**Exercise objective:** Line by line, retype the data exactly as it is given.

Dataset entries:
━━━

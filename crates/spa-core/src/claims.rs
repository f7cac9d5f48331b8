//! Credential claims, verification and minting.
//!
//! The gateway treats a credential as an opaque string handed to a
//! [`Verifier`]. The shipped verifier checks a JWT signed with one
//! configured algorithm and requires an `exp` claim; signing secrets and
//! keys are supplied by the caller.

use crate::error::{SpaError, SpaResult};
use jsonwebtoken::errors::ErrorKind;
use jsonwebtoken::{Algorithm, DecodingKey, EncodingKey, Header, Validation};
use serde::{Deserialize, Serialize};
use std::fmt;
use std::str::FromStr;
use std::time::{SystemTime, UNIX_EPOCH};

/// Current wall-clock time in epoch seconds.
pub fn unix_now() -> i64 {
    SystemTime::now()
        .duration_since(UNIX_EPOCH)
        .map(|d| d.as_secs() as i64)
        .unwrap_or(0)
}

/// Claims extracted from a verified credential.
#[derive(Debug, Clone, Copy, PartialEq, Eq)]
pub struct ClaimSet {
    /// Credential expiry, epoch seconds.
    pub expires_at: i64,
}

/// Checks a credential and yields its claims, or rejects it.
///
/// Implementations must be cheap enough to call from a request task and
/// safe to share across tasks.
pub trait Verifier: Send + Sync {
    fn verify(&self, token: &str) -> SpaResult<ClaimSet>;
}

/// Signature algorithms accepted for credentials.
#[derive(Debug, Clone, Copy, PartialEq, Eq, Serialize, Deserialize)]
#[serde(rename_all = "lowercase")]
pub enum CredentialAlgorithm {
    /// HMAC-SHA256 with a shared secret.
    Hs256,
    /// RSASSA-PKCS1-v1_5 SHA-256 with a PEM key pair.
    Rs256,
}

impl CredentialAlgorithm {
    fn jwt_algorithm(self) -> Algorithm {
        match self {
            Self::Hs256 => Algorithm::HS256,
            Self::Rs256 => Algorithm::RS256,
        }
    }
}

impl FromStr for CredentialAlgorithm {
    type Err = SpaError;

    fn from_str(s: &str) -> Result<Self, Self::Err> {
        match s.to_ascii_lowercase().as_str() {
            "hs256" => Ok(Self::Hs256),
            "rs256" => Ok(Self::Rs256),
            other => Err(SpaError::ConfigInvalid(format!(
                "unsupported algorithm: {other} (expected hs256 or rs256)"
            ))),
        }
    }
}

impl fmt::Display for CredentialAlgorithm {
    fn fmt(&self, f: &mut fmt::Formatter<'_>) -> fmt::Result {
        match self {
            Self::Hs256 => f.write_str("hs256"),
            Self::Rs256 => f.write_str("rs256"),
        }
    }
}

/// JWT claims read and written by this crate. Other claims are ignored.
#[derive(Debug, Serialize, Deserialize)]
struct Claims {
    exp: i64,
}

/// JWT verifier pinned to a single algorithm and key.
pub struct JwtVerifier {
    algorithm: CredentialAlgorithm,
    key: DecodingKey,
    validation: Validation,
}

impl JwtVerifier {
    /// Verifier for `hs256` credentials signed with `secret`.
    pub fn hs256(secret: &[u8]) -> SpaResult<Self> {
        if secret.is_empty() {
            return Err(SpaError::ConfigInvalid(
                "hs256 requires a non-empty secret".into(),
            ));
        }
        Ok(Self::with_key(
            CredentialAlgorithm::Hs256,
            DecodingKey::from_secret(secret),
        ))
    }

    /// Verifier for `rs256` credentials, given a PEM-encoded RSA public key.
    pub fn rs256(public_key_pem: &[u8]) -> SpaResult<Self> {
        let key = DecodingKey::from_rsa_pem(public_key_pem)
            .map_err(|e| SpaError::ConfigInvalid(format!("invalid rs256 public key: {e}")))?;
        Ok(Self::with_key(CredentialAlgorithm::Rs256, key))
    }

    fn with_key(algorithm: CredentialAlgorithm, key: DecodingKey) -> Self {
        let mut validation = Validation::new(algorithm.jwt_algorithm());
        validation.leeway = 0;
        validation.validate_exp = true;
        validation.validate_aud = false;
        validation.set_required_spec_claims(&["exp"]);
        Self {
            algorithm,
            key,
            validation,
        }
    }

    pub fn algorithm(&self) -> CredentialAlgorithm {
        self.algorithm
    }
}

impl Verifier for JwtVerifier {
    fn verify(&self, token: &str) -> SpaResult<ClaimSet> {
        let data = jsonwebtoken::decode::<Claims>(token, &self.key, &self.validation).map_err(
            |e| {
                let reason = match e.kind() {
                    ErrorKind::InvalidSignature => "bad signature".to_string(),
                    ErrorKind::InvalidAlgorithm => {
                        format!("wrong algorithm (expected {})", self.algorithm)
                    }
                    ErrorKind::ExpiredSignature => "credential expired".to_string(),
                    ErrorKind::MissingRequiredClaim(claim) => format!("missing claim: {claim}"),
                    _ => e.to_string(),
                };
                SpaError::CredentialInvalid(reason)
            },
        )?;

        let expires_at = data.claims.exp;
        if expires_at <= unix_now() {
            return Err(SpaError::CredentialInvalid("credential expired".into()));
        }
        Ok(ClaimSet { expires_at })
    }
}

/// Mint a credential that expires at `expires_at` (epoch seconds).
///
/// `key` is the shared secret for `hs256`, or a PEM-encoded RSA private key
/// for `rs256`.
pub fn mint_token(algorithm: CredentialAlgorithm, key: &[u8], expires_at: i64) -> SpaResult<String> {
    let encoding_key = match algorithm {
        CredentialAlgorithm::Hs256 => {
            if key.is_empty() {
                return Err(SpaError::ConfigInvalid(
                    "hs256 requires a non-empty secret".into(),
                ));
            }
            EncodingKey::from_secret(key)
        }
        CredentialAlgorithm::Rs256 => EncodingKey::from_rsa_pem(key)
            .map_err(|e| SpaError::ConfigInvalid(format!("invalid rs256 private key: {e}")))?,
    };

    let claims = Claims { exp: expires_at };
    jsonwebtoken::encode(&Header::new(algorithm.jwt_algorithm()), &claims, &encoding_key)
        .map_err(|e| SpaError::Other(format!("failed to sign credential: {e}")))
}
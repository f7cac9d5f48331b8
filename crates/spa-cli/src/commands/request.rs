//! `spa [request] <server>`: ask a gateway for timed access.
//!
//! Resolves the gateway, picks or mints the token, runs the handshake,
//! and prints the granted destination and its expiry.

use anyhow::{Context, Result};
use std::time::Duration;
use tracing::info;

pub async fn run(server: &str, port: u16, token: &str, deadline: Duration) -> Result<()> {
    let addr = spa_client::resolve(server, port)
        .await
        .map_err(|e| anyhow::anyhow!("{e}"))
        .with_context(|| format!("cannot resolve {server}:{port}"))?;

    info!(server = %addr, "requesting access");
    let reply = spa_client::request_access(addr, token, deadline)
        .await
        .map_err(|e| anyhow::anyhow!("{e}"))
        .with_context(|| format!("no grant from {addr}"))?;

    info!(socket = %reply.socket, expiration = reply.expiration, "access granted");
    println!("{}\t{}", reply.socket, reply.expiration);
    Ok(())
}
//! spa-server: Single Packet Authorization gateway.
//!
//! Listens for signed single-datagram access requests, replies with the
//! granted destination, and opens a timed firewall allowance for the
//! requester that is revoked once it lapses.

pub mod config;
pub mod firewall;
pub mod keeper;
pub mod registry;
pub mod server;
pub mod term;

pub use config::{ServerConfig, ServiceConfig};
pub use firewall::{FirewallBackend, FirewallBinding, RuleHandle};
pub use keeper::{KeeperOptions, TermKeeper};
pub use registry::{ActiveTerm, Admission, TermRegistry};
pub use server::SpaServer;
pub use term::{Protocol, Term, TermKey};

━━━

**Problem solution:**
filename crates/spa-core/src/claims.rs
repository f7cac9d5f48331b8
//! Credential claims, verification and minting.
//!
//! The gateway treats a credential as an opaque string handed to a
//! [`Verifier`]. The shipped verifier checks a JWT signed with one
//! configured algorithm and requires an `exp` claim; signing secrets and
//! keys are supplied by the caller.

use crate::error::{SpaError, SpaResult};
use jsonwebtoken::errors::ErrorKind;
use jsonwebtoken::{Algorithm, DecodingKey, EncodingKey, Header, Validation};
use serde::{Deserialize, Serialize};
use std::fmt;
use std::str::FromStr;
use std::time::{SystemTime, UNIX_EPOCH};

/// Current wall-clock time in epoch seconds.
pub fn unix_now() -> i64 {
    SystemTime::now()
        .duration_since(UNIX_EPOCH)
        .map(|d| d.as_secs() as i64)
        .unwrap_or(0)
}

/// Claims extracted from a verified credential.
#[derive(Debug, Clone, Copy, PartialEq, Eq)]
pub struct ClaimSet {
    /// Credential expiry, epoch seconds.
    pub expires_at: i64,
}

/// Checks a credential and yields its claims, or rejects it.
///
/// Implementations must be cheap enough to call from a request task and
/// safe to share across tasks.
pub trait Verifier: Send + Sync {
    fn verify(&self, token: &str) -> SpaResult<ClaimSet>;
}

/// Signature algorithms accepted for credentials.
#[derive(Debug, Clone, Copy, PartialEq, Eq, Serialize, Deserialize)]
#[serde(rename_all = "lowercase")]
pub enum CredentialAlgorithm {
    /// HMAC-SHA256 with a shared secret.
    Hs256,
    /// RSASSA-PKCS1-v1_5 SHA-256 with a PEM key pair.
    Rs256,
}

impl CredentialAlgorithm {
    fn jwt_algorithm(self) -> Algorithm {
        match self {
            Self::Hs256 => Algorithm::HS256,
            Self::Rs256 => Algorithm::RS256,
        }
    }
}

impl FromStr for CredentialAlgorithm {
    type Err = SpaError;

    fn from_str(s: &str) -> Result<Self, Self::Err> {
        match s.to_ascii_lowercase().as_str() {
            "hs256" => Ok(Self::Hs256),
            "rs256" => Ok(Self::Rs256),
            other => Err(SpaError::ConfigInvalid(format!(
                "unsupported algorithm: {other} (expected hs256 or rs256)"
            ))),
        }
    }
}

impl fmt::Display for CredentialAlgorithm {
    fn fmt(&self, f: &mut fmt::Formatter<'_>) -> fmt::Result {
        match self {
            Self::Hs256 => f.write_str("hs256"),
            Self::Rs256 => f.write_str("rs256"),
        }
    }
}

/// JWT claims read and written by this crate. Other claims are ignored.
#[derive(Debug, Serialize, Deserialize)]
struct Claims {
    exp: i64,
}

/// JWT verifier pinned to a single algorithm and key.
pub struct JwtVerifier {
    algorithm: CredentialAlgorithm,
    key: DecodingKey,
    validation: Validation,
}

impl JwtVerifier {
    /// Verifier for `hs256` credentials signed with `secret`.
    pub fn hs256(secret: &[u8]) -> SpaResult<Self> {
        if secret.is_empty() {
            return Err(SpaError::ConfigInvalid(
                "hs256 requires a non-empty secret".into(),
            ));
        }
        Ok(Self::with_key(
            CredentialAlgorithm::Hs256,
            DecodingKey::from_secret(secret),
        ))
    }

    /// Verifier for `rs256` credentials, given a PEM-encoded RSA public key.
    pub fn rs256(public_key_pem: &[u8]) -> SpaResult<Self> {
        let key = DecodingKey::from_rsa_pem(public_key_pem)
            .map_err(|e| SpaError::ConfigInvalid(format!("invalid rs256 public key: {e}")))?;
        Ok(Self::with_key(CredentialAlgorithm::Rs256, key))
    }

    fn with_key(algorithm: CredentialAlgorithm, key: DecodingKey) -> Self {
        let mut validation = Validation::new(algorithm.jwt_algorithm());
        validation.leeway = 0;
        validation.validate_exp = true;
        validation.validate_aud = false;
        validation.set_required_spec_claims(&["exp"]);
        Self {
            algorithm,
            key,
            validation,
        }
    }

    pub fn algorithm(&self) -> CredentialAlgorithm {
        self.algorithm
    }
}

impl Verifier for JwtVerifier {
    fn verify(&self, token: &str) -> SpaResult<ClaimSet> {
        let data = jsonwebtoken::decode::<Claims>(token, &self.key, &self.validation).map_err(
            |e| {
                let reason = match e.kind() {
                    ErrorKind::InvalidSignature => "bad signature".to_string(),
                    ErrorKind::InvalidAlgorithm => {
                        format!("wrong algorithm (expected {})", self.algorithm)
                    }
                    ErrorKind::ExpiredSignature => "credential expired".to_string(),
                    ErrorKind::MissingRequiredClaim(claim) => format!("missing claim: {claim}"),
                    _ => e.to_string(),
                };
                SpaError::CredentialInvalid(reason)
            },
        )?;

        let expires_at = data.claims.exp;
        if expires_at <= unix_now() {
            return Err(SpaError::CredentialInvalid("credential expired".into()));
        }
        Ok(ClaimSet { expires_at })
    }
}

/// Mint a credential that expires at `expires_at` (epoch seconds).
///
/// `key` is the shared secret for `hs256`, or a PEM-encoded RSA private key
/// for `rs256`.
pub fn mint_token(algorithm: CredentialAlgorithm, key: &[u8], expires_at: i64) -> SpaResult<String> {
    let encoding_key = match algorithm {
        CredentialAlgorithm::Hs256 => {
            if key.is_empty() {
                return Err(SpaError::ConfigInvalid(
                    "hs256 requires a non-empty secret".into(),
                ));
            }
            EncodingKey::from_secret(key)
        }
        CredentialAlgorithm::Rs256 => EncodingKey::from_rsa_pem(key)
            .map_err(|e| SpaError::ConfigInvalid(format!("invalid rs256 private key: {e}")))?,
    };

    let claims = Claims { exp: expires_at };
    jsonwebtoken::encode(&Header::new(algorithm.jwt_algorithm()), &claims, &encoding_key)
        .map_err(|e| SpaError::Other(format!("failed to sign credential: {e}")))
}
repository f7cac9d5f48331b8
filename crates/spa-cli/src/commands/request.rs
//! `spa [request] <server>`: ask a gateway for timed access.
//!
//! Resolves the gateway, picks or mints the token, runs the handshake,
//! and prints the granted destination and its expiry.

use anyhow::{Context, Result};
use std::time::Duration;
use tracing::info;

pub async fn run(server: &str, port: u16, token: &str, deadline: Duration) -> Result<()> {
    let addr = spa_client::resolve(server, port)
        .await
        .map_err(|e| anyhow::anyhow!("{e}"))
        .with_context(|| format!("cannot resolve {server}:{port}"))?;

    info!(server = %addr, "requesting access");
    let reply = spa_client::request_access(addr, token, deadline)
        .await
        .map_err(|e| anyhow::anyhow!("{e}"))
        .with_context(|| format!("no grant from {addr}"))?;

    info!(socket = %reply.socket, expiration = reply.expiration, "access granted");
    println!("{}\t{}", reply.socket, reply.expiration);
    Ok(())
}
//! spa-server: Single Packet Authorization gateway.
//!
//! Listens for signed single-datagram access requests, replies with the
//! granted destination, and opens a timed firewall allowance for the
//! requester that is revoked once it lapses.

pub mod config;
pub mod firewall;
pub mod keeper;
pub mod registry;
pub mod server;
pub mod term;

pub use config::{ServerConfig, ServiceConfig};
pub use firewall::{FirewallBackend, FirewallBinding, RuleHandle};
pub use keeper::{KeeperOptions, TermKeeper};
pub use registry::{ActiveTerm, Admission, TermRegistry};
pub use server::SpaServer;
pub use term::{Protocol, Term, TermKey};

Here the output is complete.